L’orgue de l’église St. Leodegar était récemment à l’affiche d’un magistral programme lisztien enregistré par Anna-Victoria Baltrusch. À l’époque de sa construction, il imposait un des buffets les plus impressionnants d’Europe, célèbre pour son historique et gigantesque 32’ en montre surplombant la console, -son tuyau d’ut grave pèse près d’une demie tonne et son envergure pourrait presque loger un homme. Le compositeur en joua lors d’un séjour à Lucerne. Nous en retrouvons ici les formidables ressources de puissance et de poésie, mais aussi quelques accessoires (machine à pluie) qui s’invitent dans un préambule bruitiste fait d'averse, de tonnerre et d'une bénédiction alpestre. On doit aussi à Hansjörg Albrecht l’arrangement de deux brèves pages en ut mineur pour trois trombones. Comme dans les précédents volumes, une fenêtre de traverse sous guise d’hommage s'ouvre avec le Brucknerblume d'Andrea Lorenzo Scartazzini dont la production instrumentale se réfère par ailleurs à l'univers mahlérien.
L’acoustique de la Hofkirche offre un écrin sonore parfaitement ajusté, idéalement dosé entre densité et réverbération. L'intéressant livret revient sur le sentiment du sublime dans la conscience artistique allemande. Un sentiment qu’éprouvait Bruckner devant le spectacle de la nature, et transi sous la transcendance divine. Sans trahir le recueillement de l'Adagio, la somptueuse tribune helvète, usant de la volupté de son vent et de tous ses charmes de couleur, nous transporte immédiatement dans une pieuse et osmotique contemplation, comme le visiteur ébahi au pied du Mont-Blanc.

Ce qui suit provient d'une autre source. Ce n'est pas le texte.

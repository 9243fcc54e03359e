//! Boundary to the external Git object-model library.
//!
//! The protocol engine never computes OIDs, walks history, or indexes
//! packs itself; it calls through this trait. Implementations are expected
//! to read and write refs and objects as virtual files through the chunk
//! filesystem (see [`crate::LooseRefs`] for the ref half).

use crate::ObjectId;
use thiserror::Error;

/// Opaque failure from the plumbing collaborator.
///
/// Rendered verbatim into `ng`/`unpack` report reasons, never rethrown to
/// the transport.
#[derive(Debug, Error)]
#[error("{0}")]
pub struct PlumbingError(pub String);

impl PlumbingError {
    /// Wraps any displayable failure.
    pub fn new(msg: impl Into<String>) -> Self {
        Self(msg.into())
    }
}

impl From<rowgit_store::StoreError> for PlumbingError {
    fn from(err: rowgit_store::StoreError) -> Self {
        Self(err.to_string())
    }
}

/// Result type for plumbing calls.
pub type PlumbingResult<T> = std::result::Result<T, PlumbingError>;

/// Object-model operations the protocol engine delegates.
pub trait Plumbing: Send + Sync {
    /// Every resolvable branch and tag ref with its target OID, any order.
    fn list_refs(&self) -> PlumbingResult<Vec<(String, ObjectId)>>;

    /// Resolves one ref to an OID, `None` if it does not exist.
    fn resolve_ref(&self, name: &str) -> PlumbingResult<Option<ObjectId>>;

    /// The commit an annotated tag ultimately targets, `None` for
    /// lightweight tags or non-tags.
    fn peel_tag(&self, name: &str) -> PlumbingResult<Option<ObjectId>>;

    /// The branch name HEAD symbolically points at, `None` if HEAD is
    /// absent or detached.
    fn head_branch(&self) -> PlumbingResult<Option<String>>;

    /// Repoints HEAD's symbolic target at `refs/heads/<branch>`.
    fn set_head_branch(&self, branch: &str) -> PlumbingResult<()>;

    /// Force-writes a ref to an OID, creating it if needed.
    fn update_ref(&self, name: &str, oid: ObjectId) -> PlumbingResult<()>;

    /// Deletes a ref.
    fn delete_ref(&self, name: &str) -> PlumbingResult<()>;

    /// Indexes a packfile previously persisted at the given virtual path,
    /// making its objects addressable.
    fn index_pack(&self, pack_path: &str) -> PlumbingResult<()>;
}
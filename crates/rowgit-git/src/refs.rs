//! Loose refs and the HEAD symref as virtual files.
//!
//! A ref lives at its own name (`refs/heads/main` is a file whose content
//! is the target OID in hex); HEAD is a file containing a `ref: ...`
//! symref line. This covers the ref-file half of the [`crate::Plumbing`]
//! contract; object-model pieces stay with the external library.

use crate::plumbing::PlumbingResult;
use crate::ObjectId;
use rowgit_store::{ChunkFs, StoreError};
use std::sync::Arc;

const HEAD_FILE: &str = "HEAD";
const REFS_DIR: &str = "refs";

/// Loose-ref storage over the chunk filesystem.
pub struct LooseRefs {
    fs: Arc<ChunkFs>,
}

impl LooseRefs {
    /// Wraps a chunk filesystem.
    pub fn new(fs: Arc<ChunkFs>) -> Self {
        Self { fs }
    }

    /// Reads a ref, `None` if it does not exist.
    pub fn read(&self, name: &str) -> PlumbingResult<Option<ObjectId>> {
        let content = match self.fs.read(name) {
            Ok(bytes) => bytes,
            Err(StoreError::NotFound(_)) => return Ok(None),
            Err(e) => return Err(e.into()),
        };
        let text = String::from_utf8_lossy(&content);
        let oid = ObjectId::from_hex(text.trim())
            .map_err(|e| crate::PlumbingError::new(format!("ref {}: {}", name, e)))?;
        Ok(Some(oid))
    }

    /// Force-writes a ref, creating missing parent directories.
    pub fn write(&self, name: &str, oid: ObjectId) -> PlumbingResult<()> {
        let content = format!("{}\n", oid.to_hex());
        match self.fs.write(name, content.as_bytes(), None) {
            Ok(()) => Ok(()),
            // Auto-create parents only for ENOENT; ENOTDIR means a ref
            // file is in the way and must surface.
            Err(StoreError::NotFound(_)) => {
                self.mkdir_all(&rowgit_store::parent(name))?;
                self.fs.write(name, content.as_bytes(), None)?;
                Ok(())
            }
            Err(e) => Err(e.into()),
        }
    }

    /// Deletes a ref. Deleting an absent ref is a no-op.
    pub fn delete(&self, name: &str) -> PlumbingResult<()> {
        match self.fs.remove_file(name) {
            Ok(()) | Err(StoreError::NotFound(_)) => Ok(()),
            Err(e) => Err(e.into()),
        }
    }

    /// Walks `refs/` and returns every parseable ref with its OID.
    ///
    /// Uses an explicit worklist rather than recursion so arbitrarily deep
    /// ref namespaces stay bounded.
    pub fn list(&self) -> PlumbingResult<Vec<(String, ObjectId)>> {
        let mut refs = Vec::new();
        let mut worklist = vec![REFS_DIR.to_string()];
        while let Some(dir) = worklist.pop() {
            let children = match self.fs.list(&dir) {
                Ok(children) => children,
                Err(StoreError::NotFound(_)) => continue,
                Err(e) => return Err(e.into()),
            };
            for child in children {
                let path = format!("{}/{}", dir, child);
                let meta = self.fs.stat(&path).map_err(crate::PlumbingError::from)?;
                if meta.is_dir() {
                    worklist.push(path);
                } else if let Some(oid) = self.read(&path)? {
                    refs.push((path, oid));
                }
            }
        }
        Ok(refs)
    }

    /// The branch HEAD symbolically points at.
    pub fn head_branch(&self) -> PlumbingResult<Option<String>> {
        let content = match self.fs.read(HEAD_FILE) {
            Ok(bytes) => bytes,
            Err(StoreError::NotFound(_)) => return Ok(None),
            Err(e) => return Err(e.into()),
        };
        let text = String::from_utf8_lossy(&content);
        let target = match text.trim().strip_prefix("ref: ") {
            Some(target) => target.to_string(),
            // Detached HEAD holds a raw OID.
            None => return Ok(None),
        };
        Ok(target.strip_prefix("refs/heads/").map(|s| s.to_string()))
    }

    /// Points HEAD's symbolic target at a branch.
    pub fn set_head_branch(&self, branch: &str) -> PlumbingResult<()> {
        let content = format!("ref: refs/heads/{}\n", branch);
        self.fs.write(HEAD_FILE, content.as_bytes(), None)?;
        Ok(())
    }

    fn mkdir_all(&self, dir: &str) -> PlumbingResult<()> {
        if dir == "." {
            return Ok(());
        }
        let mut prefix = String::new();
        for part in dir.split('/') {
            if !prefix.is_empty() {
                prefix.push('/');
            }
            prefix.push_str(part);
            match self.fs.mkdir(&prefix, None) {
                Ok(()) | Err(StoreError::AlreadyExists(_)) => {}
                Err(e) => return Err(e.into()),
            }
        }
        Ok(())
    }
}
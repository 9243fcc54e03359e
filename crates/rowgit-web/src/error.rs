//! Error types for the HTTP surface.

use axum::{
    http::StatusCode,
    response::{IntoResponse, Response},
    Json,
};
use serde::Serialize;
use thiserror::Error;

/// HTTP-facing errors.
#[derive(Debug, Error)]
pub enum WebError {
    /// Resource not found.
    #[error("not found: {0}")]
    NotFound(String),

    /// Internal failure.
    #[error("internal error: {0}")]
    Internal(String),
}

#[derive(Serialize)]
struct ErrorResponse {
    error: String,
}

impl IntoResponse for WebError {
    fn into_response(self) -> Response {
        let status = match &self {
            WebError::NotFound(_) => StatusCode::NOT_FOUND,
            WebError::Internal(_) => StatusCode::INTERNAL_SERVER_ERROR,
        };
        (
            status,
            Json(ErrorResponse {
                error: self.to_string(),
            }),
        )
            .into_response()
    }
}

impl From<rowgit_store::StoreError> for WebError {
    fn from(err: rowgit_store::StoreError) -> Self {
        use rowgit_store::StoreError;
        match err {
            // On a read-only GET surface, a path that is missing or has
            // the wrong shape is simply an absent resource.
            StoreError::NotFound(p) | StoreError::NotADirectory(p) | StoreError::IsADirectory(p) => {
                WebError::NotFound(p)
            }
            other => WebError::Internal(other.to_string()),
        }
    }
}

impl From<rowgit_git::GitError> for WebError {
    fn from(err: rowgit_git::GitError) -> Self {
        match err {
            rowgit_git::GitError::Store(e) => e.into(),
            other => WebError::Internal(other.to_string()),
        }
    }
}
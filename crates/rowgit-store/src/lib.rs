//! Chunked virtual filesystem for Rowgit.
//!
//! This crate stores a POSIX-like file hierarchy in a single relational
//! table of chunk rows, splitting oversized file content into bounded
//! chunks that are reassembled transparently on read. A Git plumbing
//! library sits on top of it and relies on exact POSIX-style error codes.

mod chunkfs;
mod error;
mod path;
mod sql;
mod sqlite;

pub use chunkfs::{ChunkFs, FsConfig, Metadata, NodeKind, DEFAULT_CHUNK_THRESHOLD};
pub use error::StoreError;
pub use path::{normalize, parent};
pub use sql::{DbError, RowStore, SqlRow, SqlValue};
pub use sqlite::SqliteStore;

/// Result type for store operations.
pub type Result<T> = std::result::Result<T, StoreError>;
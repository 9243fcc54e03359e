//! Git protocol error types.

use thiserror::Error;

/// Errors that can occur during git protocol operations.
#[derive(Debug, Error)]
pub enum GitError {
    /// Invalid pkt-line framing.
    #[error("invalid pkt-line: {0}")]
    InvalidPktLine(String),

    /// Malformed protocol input.
    #[error("protocol error: {0}")]
    Protocol(String),

    /// Malformed object id.
    #[error("invalid object id: {0}")]
    InvalidObjectId(String),

    /// Chunk filesystem failure.
    #[error(transparent)]
    Store(#[from] rowgit_store::StoreError),

    /// Failure reported by the object-model plumbing.
    #[error("plumbing error: {0}")]
    Plumbing(#[from] crate::plumbing::PlumbingError),
}
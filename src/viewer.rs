//! Optional interactive display of the saved chart.

use anyhow::{Context, Result};
use std::path::Path;
use std::process::Command;

/// Open the saved chart in the platform image viewer.
///
/// Strictly a convenience path: the PNG on disk is the contract, and callers
/// treat a failure here (headless box, no viewer installed) as a warning,
/// not an error in the run.
pub fn open<P: AsRef<Path>>(path: P) -> Result<()> {
    let path = path.as_ref();

    let mut command = if cfg!(target_os = "macos") {
        let mut c = Command::new("open");
        c.arg(path);
        c
    } else if cfg!(windows) {
        let mut c = Command::new("cmd");
        c.args(["/C", "start", ""]).arg(path);
        c
    } else {
        let mut c = Command::new("xdg-open");
        c.arg(path);
        c
    };

    command
        .spawn()
        .with_context(|| format!("Failed to launch viewer for {}", path.display()))?;

    Ok(())
}
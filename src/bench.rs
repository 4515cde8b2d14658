//! Hybrid mergesort benchmark sweep: generates the results CSV the plot
//! side consumes.
//!
//! For a master array of random integers, times one full sort per threshold
//! value `s`, with `s` sampled evenly between 1 and the array length. The
//! master array is filled from a fixed-seed PRNG so runs are repeatable.

use anyhow::{Context, Result};
use serde::Serialize;
use std::path::Path;
use std::time::Instant;

/// One timed run of the sweep
#[derive(Debug, Clone, Copy, Serialize)]
pub struct SweepRecord {
    /// Insertion-sort threshold used for the run
    pub s: usize,
    /// Wall-clock time of the full sort in milliseconds
    pub time_ms: f64,
}

/// Minimal deterministic PRNG (xoshiro256**)
struct SimpleRng {
    state: [u64; 4],
}

impl SimpleRng {
    fn new(seed: u64) -> Self {
        let mut s = [0u64; 4];
        let mut x = seed;
        for slot in &mut s {
            x = x.wrapping_mul(6364136223846793005).wrapping_add(1);
            *slot = x;
        }
        SimpleRng { state: s }
    }

    fn next_u64(&mut self) -> u64 {
        let result = (self.state[1].wrapping_mul(5))
            .rotate_left(7)
            .wrapping_mul(9);
        let t = self.state[1] << 17;
        self.state[2] ^= self.state[0];
        self.state[3] ^= self.state[1];
        self.state[1] ^= self.state[2];
        self.state[0] ^= self.state[3];
        self.state[2] ^= t;
        self.state[3] = self.state[3].rotate_left(45);
        result
    }

    fn next_i32(&mut self) -> i32 {
        self.next_u64() as i32
    }
}

/// Sort `arr`, switching from mergesort to insertion sort for runs of
/// `threshold` elements or fewer.
pub fn hybrid_merge_sort(arr: &mut [i32], threshold: usize) {
    let len = arr.len();
    if len <= 1 {
        return;
    }
    if len <= threshold.max(1) {
        insertion_sort(arr);
        return;
    }
    let mid = len / 2;
    hybrid_merge_sort(&mut arr[..mid], threshold);
    hybrid_merge_sort(&mut arr[mid..], threshold);
    merge(arr, mid);
}

fn insertion_sort(arr: &mut [i32]) {
    for i in 1..arr.len() {
        let key = arr[i];
        let mut j = i;
        while j > 0 && arr[j - 1] > key {
            arr[j] = arr[j - 1];
            j -= 1;
        }
        arr[j] = key;
    }
}

/// Merge the two sorted halves `arr[..mid]` and `arr[mid..]` in place.
fn merge(arr: &mut [i32], mid: usize) {
    let left: Vec<i32> = arr[..mid].to_vec();
    let right: Vec<i32> = arr[mid..].to_vec();

    let (mut i, mut j, mut k) = (0, 0, 0);
    while i < left.len() && j < right.len() {
        if left[i] <= right[j] {
            arr[k] = left[i];
            i += 1;
        } else {
            arr[k] = right[j];
            j += 1;
        }
        k += 1;
    }
    while i < left.len() {
        arr[k] = left[i];
        i += 1;
        k += 1;
    }
    while j < right.len() {
        arr[k] = right[j];
        j += 1;
        k += 1;
    }
}

/// Threshold values to test: `points` values evenly spaced between 1 and
/// `n` inclusive, deduplicated and ascending. Small `n` collapses to fewer
/// values than requested.
pub fn sample_thresholds(n: usize, points: usize) -> Vec<usize> {
    let m = points.max(2);
    let mut values: Vec<usize> = (0..m)
        .map(|i| {
            let frac = i as f64 / (m - 1) as f64;
            (1.0 + frac * (n.saturating_sub(1)) as f64).round() as usize
        })
        .map(|s| s.clamp(1, n.max(1)))
        .collect();
    values.sort_unstable();
    values.dedup();
    values
}

/// Run the full sweep: one timed hybrid sort of an `n`-element random array
/// per sampled threshold. Progress goes to stderr; the records come back in
/// ascending threshold order.
pub fn run_sweep(n: usize, points: usize, seed: u64) -> Vec<SweepRecord> {
    let mut rng = SimpleRng::new(seed);
    let master: Vec<i32> = (0..n).map(|_| rng.next_i32()).collect();

    let thresholds = sample_thresholds(n, points);
    eprintln!("Timing {} threshold values on {} elements", thresholds.len(), n);

    let mut records = Vec::with_capacity(thresholds.len());
    for s in thresholds {
        let mut copy = master.clone();
        let start = Instant::now();
        hybrid_merge_sort(&mut copy, s);
        let time_ms = start.elapsed().as_secs_f64() * 1_000.0;
        eprintln!("  s = {}: {:.3} ms", s, time_ms);
        records.push(SweepRecord { s, time_ms });
    }
    records
}

/// Write sweep records as CSV with an `s,time_ms` header, overwriting any
/// existing file.
pub fn write_results<P: AsRef<Path>>(records: &[SweepRecord], path: P) -> Result<()> {
    let path = path.as_ref();
    let mut writer = csv::Writer::from_path(path)
        .with_context(|| format!("Failed to create results file: {}", path.display()))?;
    for record in records {
        writer.serialize(record)?;
    }
    writer
        .flush()
        .with_context(|| format!("Failed to write results file: {}", path.display()))?;
    Ok(())
}
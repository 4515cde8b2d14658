//! CSV loading of benchmark results.

use anyhow::{Context, Result};
use serde::Deserialize;
use std::path::Path;
use thiserror::Error;

/// One benchmark measurement: insertion threshold vs elapsed time.
#[derive(Debug, Clone, Copy, PartialEq, Deserialize)]
pub struct BenchmarkPoint {
    /// Insertion-sort threshold the run was measured at
    pub s: f64,
    /// Elapsed sort time in milliseconds
    pub time_ms: f64,
}

/// Failure classes for loading a results file
#[derive(Debug, Error)]
pub enum DataError {
    #[error("missing '{0}' column in CSV header")]
    MissingColumn(&'static str),
    #[error("line {line}: {source}")]
    BadRecord {
        line: u64,
        #[source]
        source: csv::Error,
    },
}

/// Load benchmark points from a CSV file with `s` and `time_ms` columns.
///
/// Rows come back in file order, untransformed. Extra columns are ignored;
/// column order is unconstrained. A header-only file yields an empty vec.
/// Any missing column or non-numeric cell is a hard error.
pub fn load_results<P: AsRef<Path>>(path: P) -> Result<Vec<BenchmarkPoint>> {
    let path = path.as_ref();
    let mut reader = csv::Reader::from_path(path)
        .with_context(|| format!("Failed to open results file: {}", path.display()))?;

    let headers = reader
        .headers()
        .with_context(|| format!("Failed to read CSV header from {}", path.display()))?
        .clone();

    for required in ["s", "time_ms"] {
        if !headers.iter().any(|h| h == required) {
            return Err(DataError::MissingColumn(required))
                .with_context(|| format!("Invalid results file: {}", path.display()));
        }
    }

    let mut points = Vec::new();
    for result in reader.deserialize::<BenchmarkPoint>() {
        // The csv error carries the record's physical line (blank lines
        // count, so this stays accurate on files containing them)
        let point = result
            .map_err(|e| {
                let line = e.position().map_or(0, csv::Position::line);
                DataError::BadRecord { line, source: e }
            })
            .with_context(|| format!("Invalid results file: {}", path.display()))?;
        points.push(point);
    }

    Ok(points)
}
//! sortplot - Benchmark and plot hybrid mergesort threshold sweeps.
//!
//! Reads `results.csv` (columns `s` and `time_ms`), renders a line chart of
//! sort time against the insertion threshold, and saves it as a 300 DPI PNG.
//! With `--bench`, first produces that CSV itself by timing a hybrid
//! mergesort over an evenly-sampled range of threshold values.

mod bench;
mod data;
mod plot;
mod viewer;

use anyhow::Result;
use clap::Parser;
use std::path::PathBuf;

/// Plot hybrid mergesort benchmark results (threshold s vs time)
#[derive(Parser, Debug)]
#[command(name = "sortplot")]
#[command(author, version, about, long_about = None)]
struct Args {
    /// CSV file with `s` and `time_ms` columns
    #[arg(short, long, default_value = "results.csv")]
    input: PathBuf,

    /// Output PNG file (overwritten if it exists)
    #[arg(short, long, default_value = "hybrid_sort_plot.png")]
    output: PathBuf,

    /// Open the saved chart in the system image viewer
    #[arg(long)]
    show: bool,

    /// Run the benchmark sweep and write its results to the input path
    #[arg(long)]
    bench: bool,

    /// Benchmark array length (elements to sort per run)
    #[arg(long, default_value = "1000000")]
    size: usize,

    /// Number of threshold values to sample between 1 and the array length
    #[arg(long, default_value = "40")]
    samples: usize,

    /// Seed for the benchmark's random array, fixed so data is repeatable
    #[arg(long, default_value = "123456789")]
    seed: u64,
}

fn main() -> Result<()> {
    let args = Args::parse();

    // Bench mode: generate the results file instead of plotting it
    if args.bench {
        let records = bench::run_sweep(args.size, args.samples, args.seed);
        bench::write_results(&records, &args.input)?;
        println!("Wrote {}", args.input.display());
        return Ok(());
    }

    let points = data::load_results(&args.input)?;
    plot::render_chart(&points, &args.output)?;

    println!("Saved {}", args.output.display());

    if args.show {
        if let Err(e) = viewer::open(&args.output) {
            eprintln!("Warning: could not open viewer: {}", e);
        }
    }

    Ok(())
}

C'est précisément ce regard émerveillé que l'interprète parvient à traduire, et poursuit dans le Scherzo. Tour à tour suaves et édifiantes, les registrations concourent à la magie du paysage, abordé à un tempo aussi retenu que le demande son titre, comme les multiples regards d'un tranquille promeneur qui s'attendrit d'une fleur puis s'enthousiasme d'un sommet. Un magnifique tableau d'atmosphère ! Malgré quelques tunnels dans le Maestoso et le Final, Hansjörg Albrecht, particulièrement inspiré, dissipe les quelques longueurs de cette partition qui n'est pas la plus aimée du maître de Saint-Florian, assurant même un supplément d'âme à cet opus, quitte à transfigurer le modèle que l'on oublie volontiers face à une réalisation si poétique. À l’orchestre, avait-on même jamais soupçonné pareille communion panthéiste ?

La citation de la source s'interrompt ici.